The hydrophobicity around the edge of the helix C of antenna protein of photosystem Ⅱ regulates its inter-molecular interaction in vitro
作者单位:Laboratory of photobiology Institute of Botany Chinese Academy of Sciences Institute of New Energy Technology Ningbo Industrial Technology Research Institute Chinese Academy of Sciences
会议名称:《第八届全国光生物学学术会议》
会议日期:2013年
学科分类:09[农学] 0903[农学-农业资源与环境]
基 金:supported by the State Key Basic Research and Development Plan of China (No.2009CB118501 and 2011CBA00904) the National Natural Science Foundation of China (No. 30800069 and 71070212)

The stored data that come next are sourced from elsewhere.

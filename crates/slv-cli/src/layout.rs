/// Layout manifests: a JSON description of the fields at the start of a
/// binary file, decoded in order through any [`Stream`].
///
/// ```json
/// {
///   "fields": [
///     { "name": "magic",   "type": "u32" },
///     { "name": "scale",   "type": "f32" },
///     { "name": "name",    "type": "str" },
///     { "name": "offsets", "type": "u32", "count": 4 },
///     { "name": "pad",     "type": "bytes", "count": 2 }
///   ]
/// }
/// ```
///
/// `count` turns a scalar field into a fixed-length array. It is required
/// for `bytes` and rejected for `str`.
use anyhow::{Context, Result, bail};
use serde::{Deserialize, Serialize};
use slv_stream::{
    Stream, read_f32, read_f32_arr, read_s16, read_s32, read_s32_arr, read_str, read_u16,
    read_u32, read_u32_arr,
};

#[derive(Debug, Deserialize)]
pub struct Layout {
    pub fields: Vec<FieldSpec>,
}

#[derive(Debug, Deserialize)]
pub struct FieldSpec {
    pub name: String,
    #[serde(rename = "type")]
    pub ty: FieldType,
    #[serde(default)]
    pub count: Option<usize>,
}

#[derive(Clone, Copy, Debug, PartialEq, Eq, Deserialize, Serialize)]
#[serde(rename_all = "lowercase")]
pub enum FieldType {
    U16,
    S16,
    U32,
    S32,
    F32,
    Str,
    Bytes,
}

impl FieldType {
    pub fn label(self) -> &'static str {
        match self {
            Self::U16 => "u16",
            Self::S16 => "s16",
            Self::U32 => "u32",
            Self::S32 => "s32",
            Self::F32 => "f32",
            Self::Str => "str",
            Self::Bytes => "bytes",
        }
    }

    /// Encoded size of one element. Strings have no fixed width.
    pub fn width(self) -> u64 {
        match self {
            Self::U16 | Self::S16 => 2,
            Self::U32 | Self::S32 | Self::F32 => 4,
            Self::Bytes => 1,
            Self::Str => 0,
        }
    }
}

/// A decoded field value.
#[derive(Clone, Debug, PartialEq, Serialize)]
#[serde(untagged)]
pub enum Value {
    U16(u16),
    S16(i16),
    U32(u32),
    S32(i32),
    F32(f32),
    Str(String),
    /// Raw bytes, rendered as lowercase hex.
    Bytes(String),
    U16s(Vec<u16>),
    S16s(Vec<i16>),
    U32s(Vec<u32>),
    S32s(Vec<i32>),
    F32s(Vec<f32>),
}

/// One field of a decoded layout.
#[derive(Debug, Serialize)]
pub struct DecodedField {
    pub offset: u64,
    pub name: String,
    #[serde(rename = "type")]
    pub ty: FieldType,
    pub value: Value,
}

impl Layout {
    /// Parse a manifest and check every field's `count` against its type.
    pub fn from_json(text: &str) -> Result<Self> {
        let layout: Self = serde_json::from_str(text).context("invalid layout manifest")?;
        for field in &layout.fields {
            match (field.ty, field.count) {
                (FieldType::Bytes, None) => bail!("field {:?}: bytes needs a count", field.name),
                (FieldType::Str, Some(_)) => {
                    bail!("field {:?}: str fields cannot have a count", field.name)
                }
                _ => {}
            }
        }
        Ok(layout)
    }

    /// Decode every field in order, stopping at the first failure.
    ///
    /// `input_len` is the size of the whole input; array fields whose
    /// `count` cannot fit in what is left are rejected before anything is
    /// allocated for them.
    pub fn decode<S: Stream + ?Sized>(
        &self,
        stream: &mut S,
        input_len: u64,
    ) -> Result<Vec<DecodedField>> {
        let mut decoded = Vec::with_capacity(self.fields.len());
        for field in &self.fields {
            let offset = stream.position();
            let value = ensure_fits(field, offset, input_len)
                .and_then(|()| decode_field(stream, field))
                .with_context(|| {
                    format!(
                        "cannot decode field {:?} ({}) at offset {offset}",
                        field.name,
                        field.ty.label()
                    )
                })?;
            decoded.push(DecodedField {
                offset,
                name: field.name.clone(),
                ty: field.ty,
                value,
            });
        }
        Ok(decoded)
    }
}

fn ensure_fits(field: &FieldSpec, offset: u64, input_len: u64) -> Result<()> {
    let Some(count) = field.count else {
        return Ok(());
    };
    let left = input_len.saturating_sub(offset);
    let needed = u64::try_from(count)
        .ok()
        .and_then(|n| n.checked_mul(field.ty.width()));
    match needed {
        Some(n) if n <= left => Ok(()),
        _ => bail!("count {count} does not fit in the {left} bytes left"),
    }
}

fn decode_field<S: Stream + ?Sized>(stream: &mut S, field: &FieldSpec) -> Result<Value> {
    let value = match (field.ty, field.count) {
        (FieldType::U16, None) => Value::U16(read_u16(stream)?),
        (FieldType::S16, None) => Value::S16(read_s16(stream)?),
        (FieldType::U32, None) => Value::U32(read_u32(stream)?),
        (FieldType::S32, None) => Value::S32(read_s32(stream)?),
        (FieldType::F32, None) => Value::F32(read_f32(stream)?),
        (FieldType::Str, _) => Value::Str(read_str(stream)?.to_string_lossy().into_owned()),
        (FieldType::Bytes, count) => {
            let mut buf = vec![0u8; count.unwrap_or(0)];
            stream.read_buf(&mut buf)?;
            Value::Bytes(hex::encode(buf))
        }
        (FieldType::U16, Some(n)) => {
            Value::U16s((0..n).map(|_| read_u16(stream)).collect::<Result<_, _>>()?)
        }
        (FieldType::S16, Some(n)) => {
            Value::S16s((0..n).map(|_| read_s16(stream)).collect::<Result<_, _>>()?)
        }
        (FieldType::U32, Some(n)) => {
            let mut out = vec![0u32; n];
            read_u32_arr(stream, &mut out)?;
            Value::U32s(out)
        }
        (FieldType::S32, Some(n)) => {
            let mut out = vec![0i32; n];
            read_s32_arr(stream, &mut out)?;
            Value::S32s(out)
        }
        (FieldType::F32, Some(n)) => {
            let mut out = vec![0f32; n];
            read_f32_arr(stream, &mut out)?;
            Value::F32s(out)
        }
    };
    Ok(value)
}

#[cfg(test)]
mod tests {
    use slv_stream::MemoryStream;

    use super::*;

    const MANIFEST: &str = r#"{
        "fields": [
            { "name": "magic", "type": "u32" },
            { "name": "delta", "type": "s16" },
            { "name": "scale", "type": "f32" },
            { "name": "title", "type": "str" },
            { "name": "ids",   "type": "u32", "count": 2 },
            { "name": "pad",   "type": "bytes", "count": 2 }
        ]
    }"#;

    fn sample() -> Vec<u8> {
        let mut data = Vec::new();
        data.extend_from_slice(&0xCAFE_u32.to_le_bytes());
        data.extend_from_slice(&(-3i16).to_le_bytes());
        data.extend_from_slice(&0.5f32.to_le_bytes());
        data.extend_from_slice(b"room\0");
        data.extend_from_slice(&[1, 0, 0, 0, 2, 0, 0, 0]);
        data.extend_from_slice(&[0xAB, 0xCD]);
        data
    }

    #[test]
    fn decodes_every_field_with_offsets() {
        let layout = Layout::from_json(MANIFEST).unwrap();
        let data = sample();
        let mut stream = MemoryStream::new(&data);
        let fields = layout.decode(&mut stream, data.len() as u64).unwrap();

        let summary: Vec<(u64, &str, Value)> = fields
            .iter()
            .map(|f| (f.offset, f.name.as_str(), f.value.clone()))
            .collect();
        assert_eq!(
            summary,
            vec![
                (0, "magic", Value::U32(0xCAFE)),
                (4, "delta", Value::S16(-3)),
                (6, "scale", Value::F32(0.5)),
                (10, "title", Value::Str("room".into())),
                (15, "ids", Value::U32s(vec![1, 2])),
                (23, "pad", Value::Bytes("abcd".into())),
            ]
        );
        assert_eq!(stream.remaining(), 0);
    }

    #[test]
    fn truncated_input_names_the_field() {
        let layout = Layout::from_json(MANIFEST).unwrap();
        let data = sample();
        let mut stream = MemoryStream::new(&data[..20]);
        let err = layout.decode(&mut stream, 20).unwrap_err();
        assert!(err.to_string().contains("\"ids\""), "got: {err}");
    }

    #[test]
    fn oversized_counts_fail_without_allocating() {
        let data = [0u8; 4];
        for manifest in [
            r#"{"fields":[{"name":"x","type":"bytes","count":18446744073709551615}]}"#,
            r#"{"fields":[{"name":"x","type":"u32","count":4611686018427387904}]}"#,
            r#"{"fields":[{"name":"x","type":"s16","count":3}]}"#,
        ] {
            let layout = Layout::from_json(manifest).unwrap();
            let mut stream = MemoryStream::new(&data);
            let err = layout.decode(&mut stream, data.len() as u64).unwrap_err();
            assert!(format!("{err:#}").contains("does not fit"), "got: {err:#}");
            assert_eq!(stream.position(), 0);
        }
    }

    #[test]
    fn count_that_exactly_fits_is_read() {
        let data = [1u8, 0, 2, 0];
        let layout =
            Layout::from_json(r#"{"fields":[{"name":"x","type":"u16","count":2}]}"#).unwrap();
        let mut stream = MemoryStream::new(&data);
        let fields = layout.decode(&mut stream, data.len() as u64).unwrap();
        assert_eq!(fields[0].value, Value::U16s(vec![1, 2]));
    }

    #[test]
    fn bytes_without_count_rejected() {
        let err = Layout::from_json(r#"{"fields":[{"name":"x","type":"bytes"}]}"#).unwrap_err();
        assert!(err.to_string().contains("needs a count"));
    }

    #[test]
    fn unknown_type_rejected() {
        assert!(Layout::from_json(r#"{"fields":[{"name":"x","type":"u64"}]}"#).is_err());
    }

    #[test]
    fn json_output_is_untagged() {
        let field = DecodedField {
            offset: 4,
            name: "n".into(),
            ty: FieldType::S16,
            value: Value::S16s(vec![-1, 2]),
        };
        let json = serde_json::to_string(&field).unwrap();
        assert_eq!(json, r#"{"offset":4,"name":"n","type":"s16","value":[-1,2]}"#);
    }
}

关 键 词:The light harvesting chlorophyll a/b complexes of photosystem II luminal loop
摘 要:To avoid the damage to photosynthetic apparatus by excess illuminations, plants have developed a photoprotective mechanism called non-photochemical quenching(NPQ), where the light-harvesting chlorophyll a/b complex of photosystem II(LHCIIb) plays important roles. The structure of LHCIIb has been obtained at 2.72 A resolution from spinach and at 2.5 A resolution from pea [Standfuss et al, 2005;Liu et al, 2004], which lay down the basis for the study on the mechanisms of the structural and functional regulation. Further study revealed significance of the lumenal loop between transmembrane α-helices B/C of LHCIIb in regulating its structure and function under different conditions [Liu et al, 2008]. A series of mutational studies to LHCIIb have been conducted to illuminate the mechanisms of structural and functional regulation to LHCIIb. In this work, Ser123 in LHCIIb was mutated to Pro(SP), Thr(ST), Gln(SQ), Tyr(SY), and Gly(SG), and the structural and functional characteristics of different mutations was studied. Our results revealed that the structure of luminal loop is very important for pigment binding, for pigment conformational regulation, for inter-molecular interaction, and then for the functional regulation of the LHCIIb. Mutants SP and ST showed significant changes in the inter-molecular interaction, fluorescence efficiency and energy balance of the complexes, which reveals the importance of the hydrophobicity of the loop region in regulating the structure and function of the complexes.